Sbavature sulla tela
Dal punto di vista tecnico, Blades of Fire vanta di una direzione artistica degna di nota, caratterizzata da un art style che può essere riassunto come un mix tra un character design cartoonesco e caricaturale arricchito da ambientazioni fantasy e incredibilmente dettagliate, segno dei grandi passi fatti dal Mercury Engine 5 fin dalla sua prima iterazione costruita nel 2004, passando da piattaforme fisse a portatili ad architetture ibride e infine arrivando su console di ultima generazione. Certo la presenza di personaggi e nemici a una prima occhiata “gommosi” potrebbe stonare all’interno di ambienti caratterizzati da sistemi di illuminazione e texture ben rifinite, ma questa sensazione viene meno nel momento in cui il gioco inizia ad ingranare e veniamo a contatto con le loro animazioni.
Ci sono nemici che per esempio sfruttano questa elasticità per esibirsi in veri sfoggi di abilità con la spada utilizzandola come trampolino ed effettuando fendenti verticali esagerati, mentre altri invece si faranno forza con la loro stazza per travolgerci o lanciarsi contro di noi “a palla di cannone”. Un’unicità che contraddistingue gran parte degli ostacoli presenti nel cammino di Aran, anche se con qualche eccezione come per esempio i vari “mid boss” e reskin di nemici già presenti tra un bioma e l’altro. Piccole note di demerito invece per una colonna sonora che oltre a risultare un po’ troppo ripetitiva risulta messa in terzo piano, un po’ come se una sua eventuale assenza non influirebbe sul godimento dell’opera e una stabilità software che cigola di fronte alle situazioni più concitate. Si passa infatti da momenti in cui – almeno su PS5 base – i 60 fps sono a malapena percettibili, per poi diventare del tutto inesistenti durante gli scontri contro grandi quantità di nemici. Non proprio il massimo per un titolo che sì, vanta di una grafica dai connotati interessanti ma che viene purtroppo castrata da problemi di fluidità che all’interno di un contesto action non dovrebbero essere la norma.

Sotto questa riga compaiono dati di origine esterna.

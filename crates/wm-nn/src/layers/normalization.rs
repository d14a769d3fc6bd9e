// SPDX-License-Identifier: AGPL-3.0-or-later
// © 2025 Ryo ∴ SpiralArchitect (kishkavsesvit@icloud.com)
// Part of SpiralTorch — Licensed under AGPL-3.0-or-later.
// Unauthorized derivative works or closed redistribution prohibited under AGPL §13.

use crate::module::{Module, Parameter, Parameterized};
use crate::{PureResult, Tensor, TensorError};
use std::cell::{Cell, RefCell};
use std::collections::HashMap;

/// Per-channel batch normalisation over `(batch, channels * height * width)`
/// tensors. Statistics are gathered across the batch and every spatial
/// position of a channel.
#[derive(Debug)]
pub struct BatchNorm2d {
    name: String,
    channels: usize,
    plane: usize,
    epsilon: f32,
    momentum: f32,
    gamma: Parameter,
    beta: Parameter,
    running_mean: RefCell<Vec<f32>>,
    running_var: RefCell<Vec<f32>>,
    training: Cell<bool>,
}

impl BatchNorm2d {
    /// Creates a batch normalisation layer for `channels` planes of
    /// `input_hw` pixels.
    pub fn new(
        name: impl Into<String>,
        channels: usize,
        input_hw: (usize, usize),
        momentum: f32,
        epsilon: f32,
    ) -> PureResult<Self> {
        let plane = input_hw.0 * input_hw.1;
        if channels == 0 || plane == 0 {
            return Err(TensorError::InvalidDimensions {
                rows: channels,
                cols: plane,
            });
        }
        if !(0.0..=1.0).contains(&momentum) || !momentum.is_finite() {
            return Err(TensorError::InvalidValue {
                label: "batchnorm_momentum",
            });
        }
        if epsilon <= 0.0 || !epsilon.is_finite() {
            return Err(TensorError::NonFiniteValue {
                label: "batchnorm_epsilon",
                value: epsilon,
            });
        }
        let name = name.into();
        Ok(Self {
            gamma: Parameter::new(format!("{name}::gamma"), Tensor::full(1, channels, 1.0)?),
            beta: Parameter::new(format!("{name}::beta"), Tensor::zeros(1, channels)?),
            name,
            channels,
            plane,
            epsilon,
            momentum,
            running_mean: RefCell::new(vec![0.0; channels]),
            running_var: RefCell::new(vec![1.0; channels]),
            training: Cell::new(true),
        })
    }

    /// Snapshot of the running mean and variance.
    pub fn running_stats(&self) -> (Vec<f32>, Vec<f32>) {
        (
            self.running_mean.borrow().clone(),
            self.running_var.borrow().clone(),
        )
    }

    fn buffer_names(&self) -> [(String, &RefCell<Vec<f32>>); 2] {
        [
            (format!("{}::running_mean", self.name), &self.running_mean),
            (format!("{}::running_var", self.name), &self.running_var),
        ]
    }

    fn guard_input(&self, input: &Tensor) -> PureResult<usize> {
        let (rows, cols) = input.shape();
        if cols != self.channels * self.plane {
            return Err(TensorError::ShapeMismatch {
                left: (rows, cols),
                right: (rows, self.channels * self.plane),
            });
        }
        Ok(rows)
    }

    /// Biased per-channel mean and variance of the batch.
    fn compute_stats(&self, input: &Tensor, batch: usize) -> (Vec<f32>, Vec<f32>) {
        let count = (batch * self.plane) as f32;
        let mut mean = vec![0.0f32; self.channels];
        let mut variance = vec![0.0f32; self.channels];
        for (c, m) in mean.iter_mut().enumerate() {
            let mut sum = 0.0f32;
            for b in 0..batch {
                sum += input.row(b)[c * self.plane..(c + 1) * self.plane]
                    .iter()
                    .sum::<f32>();
            }
            *m = sum / count;
        }
        for (c, v) in variance.iter_mut().enumerate() {
            let mut sum = 0.0f32;
            for b in 0..batch {
                for value in &input.row(b)[c * self.plane..(c + 1) * self.plane] {
                    let centered = value - mean[c];
                    sum += centered * centered;
                }
            }
            *v = sum / count;
        }
        (mean, variance)
    }

    fn update_running(&self, mean: &[f32], variance: &[f32], count: usize) {
        let correction = if count > 1 {
            count as f32 / (count - 1) as f32
        } else {
            1.0
        };
        let mut running_mean = self.running_mean.borrow_mut();
        let mut running_var = self.running_var.borrow_mut();
        for c in 0..self.channels {
            running_mean[c] = self.momentum * mean[c] + (1.0 - self.momentum) * running_mean[c];
            running_var[c] =
                self.momentum * variance[c] * correction + (1.0 - self.momentum) * running_var[c];
        }
    }

    fn normalize(&self, input: &Tensor, track: bool) -> PureResult<Tensor> {
        let batch = self.guard_input(input)?;
        let (mean, variance) = if self.training.get() {
            let (mean, variance) = self.compute_stats(input, batch);
            if track {
                self.update_running(&mean, &variance, batch * self.plane);
            }
            (mean, variance)
        } else {
            self.running_stats()
        };
        let gamma = self.gamma.value().data();
        let beta = self.beta.value().data();
        let mut output = input.clone();
        let cols = self.channels * self.plane;
        let data = output.data_mut();
        for b in 0..batch {
            let row = &mut data[b * cols..(b + 1) * cols];
            for c in 0..self.channels {
                let inv_std = 1.0 / (variance[c] + self.epsilon).sqrt();
                for value in &mut row[c * self.plane..(c + 1) * self.plane] {
                    *value = (*value - mean[c]) * inv_std * gamma[c] + beta[c];
                }
            }
        }
        Ok(output)
    }
}

impl Module for BatchNorm2d {
    fn forward(&self, input: &Tensor) -> PureResult<Tensor> {
        self.normalize(input, true)
    }

    fn forward_replay(&self, input: &Tensor) -> PureResult<Tensor> {
        self.normalize(input, false)
    }

    fn backward(&mut self, input: &Tensor, grad_output: &Tensor) -> PureResult<Tensor> {
        let batch = self.guard_input(input)?;
        if input.shape() != grad_output.shape() {
            return Err(TensorError::ShapeMismatch {
                left: input.shape(),
                right: grad_output.shape(),
            });
        }
        let cols = self.channels * self.plane;
        let mut grad_input = vec![0.0f32; batch * cols];
        let mut grad_gamma = vec![0.0f32; self.channels];
        let mut grad_beta = vec![0.0f32; self.channels];
        let gamma = self.gamma.value().data();

        if !self.training.get() {
            // Frozen statistics turn the layer into a per-channel affine map.
            let (mean, variance) = self.running_stats();
            for b in 0..batch {
                for c in 0..self.channels {
                    let inv_std = 1.0 / (variance[c] + self.epsilon).sqrt();
                    for p in 0..self.plane {
                        let idx = b * cols + c * self.plane + p;
                        let g = grad_output.data()[idx];
                        let normed = (input.data()[idx] - mean[c]) * inv_std;
                        grad_gamma[c] += g * normed;
                        grad_beta[c] += g;
                        grad_input[idx] = g * gamma[c] * inv_std;
                    }
                }
            }
        } else {
            let (mean, variance) = self.compute_stats(input, batch);
            let count = (batch * self.plane) as f32;
            for c in 0..self.channels {
                let inv_std = 1.0 / (variance[c] + self.epsilon).sqrt();
                let mut sum_grad = 0.0f32;
                let mut sum_grad_norm = 0.0f32;
                for b in 0..batch {
                    for p in 0..self.plane {
                        let idx = b * cols + c * self.plane + p;
                        let normed = (input.data()[idx] - mean[c]) * inv_std;
                        let g = grad_output.data()[idx];
                        let g_gamma = g * gamma[c];
                        sum_grad += g_gamma;
                        sum_grad_norm += g_gamma * normed;
                        grad_gamma[c] += g * normed;
                        grad_beta[c] += g;
                    }
                }
                for b in 0..batch {
                    for p in 0..self.plane {
                        let idx = b * cols + c * self.plane + p;
                        let normed = (input.data()[idx] - mean[c]) * inv_std;
                        let g_gamma = grad_output.data()[idx] * gamma[c];
                        let term = (count * g_gamma - sum_grad - normed * sum_grad_norm) / count;
                        grad_input[idx] = term * inv_std;
                    }
                }
            }
        }

        self.gamma
            .accumulate_euclidean(&Tensor::from_vec(1, self.channels, grad_gamma)?)?;
        self.beta
            .accumulate_euclidean(&Tensor::from_vec(1, self.channels, grad_beta)?)?;
        Tensor::from_vec(batch, cols, grad_input)
    }

    fn set_training(&self, training: bool) {
        self.training.set(training);
    }
}

impl Parameterized for BatchNorm2d {
    fn visit_parameters(
        &self,
        visitor: &mut dyn FnMut(&Parameter) -> PureResult<()>,
    ) -> PureResult<()> {
        visitor(&self.gamma)?;
        visitor(&self.beta)
    }

    fn visit_parameters_mut(
        &mut self,
        visitor: &mut dyn FnMut(&mut Parameter) -> PureResult<()>,
    ) -> PureResult<()> {
        visitor(&mut self.gamma)?;
        visitor(&mut self.beta)
    }

    fn visit_buffers(
        &self,
        visitor: &mut dyn FnMut(&str, &Tensor) -> PureResult<()>,
    ) -> PureResult<()> {
        for (name, buffer) in self.buffer_names() {
            let tensor = Tensor::from_vec(1, self.channels, buffer.borrow().clone())?;
            visitor(&name, &tensor)?;
        }
        Ok(())
    }

    fn load_buffers(&mut self, state: &HashMap<String, Tensor>) -> PureResult<()> {
        for (name, buffer) in self.buffer_names() {
            let Some(value) = state.get(&name) else {
                return Err(TensorError::MissingParameter { name });
            };
            if value.shape() != (1, self.channels) {
                return Err(TensorError::ShapeMismatch {
                    left: (1, self.channels),
                    right: value.shape(),
                });
            }
            buffer.borrow_mut().copy_from_slice(value.data());
        }
        Ok(())
    }
}

#[cfg(test)]
mod tests {
    use super::*;

    #[test]
    fn training_output_is_whitened_per_channel() {
        let bn = BatchNorm2d::new("bn", 2, (2, 2), 0.1, 1e-5).unwrap();
        let input = Tensor::from_vec(
            2,
            8,
            vec![
                1.0, 2.0, 3.0, 4.0, 10.0, 10.0, 10.0, 10.0, //
                5.0, 6.0, 7.0, 8.0, 10.0, 10.0, 10.0, 10.0,
            ],
        )
        .unwrap();
        let output = bn.forward(&input).unwrap();
        let mut channel0 = Vec::new();
        for b in 0..2 {
            channel0.extend_from_slice(&output.row(b)[0..4]);
            // A constant channel collapses to beta.
            assert!(output.row(b)[4..8].iter().all(|v| v.abs() < 1e-3));
        }
        let mean: f32 = channel0.iter().sum::<f32>() / 8.0;
        let var: f32 = channel0.iter().map(|v| (v - mean) * (v - mean)).sum::<f32>() / 8.0;
        assert!(mean.abs() < 1e-5);
        assert!((var - 1.0).abs() < 1e-3);

        let (running_mean, _) = bn.running_stats();
        assert!((running_mean[0] - 0.45).abs() < 1e-5);
        assert!((running_mean[1] - 1.0).abs() < 1e-5);
    }

    #[test]
    fn replay_does_not_touch_running_stats() {
        let bn = BatchNorm2d::new("bn", 1, (1, 2), 0.5, 1e-5).unwrap();
        let input = Tensor::from_vec(1, 2, vec![2.0, 4.0]).unwrap();
        let before = bn.running_stats();
        let replay = bn.forward_replay(&input).unwrap();
        assert_eq!(bn.running_stats(), before);
        let tracked = bn.forward(&input).unwrap();
        assert_eq!(replay, tracked);
        assert_ne!(bn.running_stats(), before);
    }

    #[test]
    fn eval_mode_uses_running_statistics() {
        let bn = BatchNorm2d::new("bn", 1, (1, 2), 0.1, 1e-5).unwrap();
        bn.set_training(false);
        let input = Tensor::from_vec(1, 2, vec![2.0, -3.0]).unwrap();
        let output = bn.forward(&input).unwrap();
        // Fresh running stats are mean 0 and variance 1.
        assert!(output.max_abs_diff(&input).unwrap() < 1e-4);
    }

    #[test]
    fn running_statistics_travel_with_the_state_dict() {
        let source = BatchNorm2d::new("bn", 2, (1, 2), 0.5, 1e-5).unwrap();
        let input = Tensor::from_vec(2, 4, vec![1.0, 3.0, -2.0, 2.0, 5.0, 7.0, 0.0, 4.0]).unwrap();
        source.forward(&input).unwrap();
        let state = source.state_dict().unwrap();
        assert!(state.contains_key("bn::running_mean"));
        assert!(state.contains_key("bn::running_var"));

        let mut restored = BatchNorm2d::new("bn", 2, (1, 2), 0.5, 1e-5).unwrap();
        restored.load_state_dict(&state).unwrap();
        assert_eq!(restored.running_stats(), source.running_stats());
        source.set_training(false);
        restored.set_training(false);
        assert_eq!(restored.forward(&input).unwrap(), source.forward(&input).unwrap());

        let mut partial = state.clone();
        partial.remove("bn::running_var");
        assert!(matches!(
            restored.load_state_dict(&partial),
            Err(TensorError::MissingParameter { .. })
        ));
    }

    #[test]
    fn training_backward_sums_to_zero_per_channel() {
        let mut bn = BatchNorm2d::new("bn", 2, (2, 2), 0.1, 1e-5).unwrap();
        let input = Tensor::random_normal(3, 8, 0.0, 2.0, Some(4)).unwrap();
        let grad_output = Tensor::random_normal(3, 8, 0.0, 1.0, Some(5)).unwrap();
        let grad_input = bn.backward(&input, &grad_output).unwrap();
        for c in 0..2 {
            let total: f32 = (0..3)
                .map(|b| grad_input.row(b)[c * 4..(c + 1) * 4].iter().sum::<f32>())
                .sum();
            assert!(total.abs() < 1e-4, "channel {c} gradient sum {total}");
        }
        assert!(bn.gamma.gradient().is_some());
        assert!(bn.beta.gradient().is_some());
    }
}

In definitiva, Blades of Fire è sicuramente un’opera in grado di soddisfare le esigenze di un pubblico di giocatori hardcore che bazzica spesso i lidi del genere action e che predilige l’azione pad alla mano e la profondità di gameplay prima di qualsiasi altro elemento di fondo. E in questo il primo titolo autoriale di MercurySteam riesce ad offrire un’esperienza divertente e appagante nella sua sfida, mettendo in mostra un combat system originale e che avrà modo di farsi conoscere ed apprezzare grazie a una longevità di gioco e strutturale ben progettata. Le crepe narrative e all’interno della sua struttura tecnica potrebbero invece far indietreggiare chi magari preferisce non solo giocare, ma anche mettersi comodo e immergersi all’interno di una narrativa altrettanto rifinita e coinvolgente. Ma in fondo, questo è solo il primo e ottimo tentativo per la software house di impostare una propria filosofia autoriale, scenario che speriamo possa ripetersi in futuro.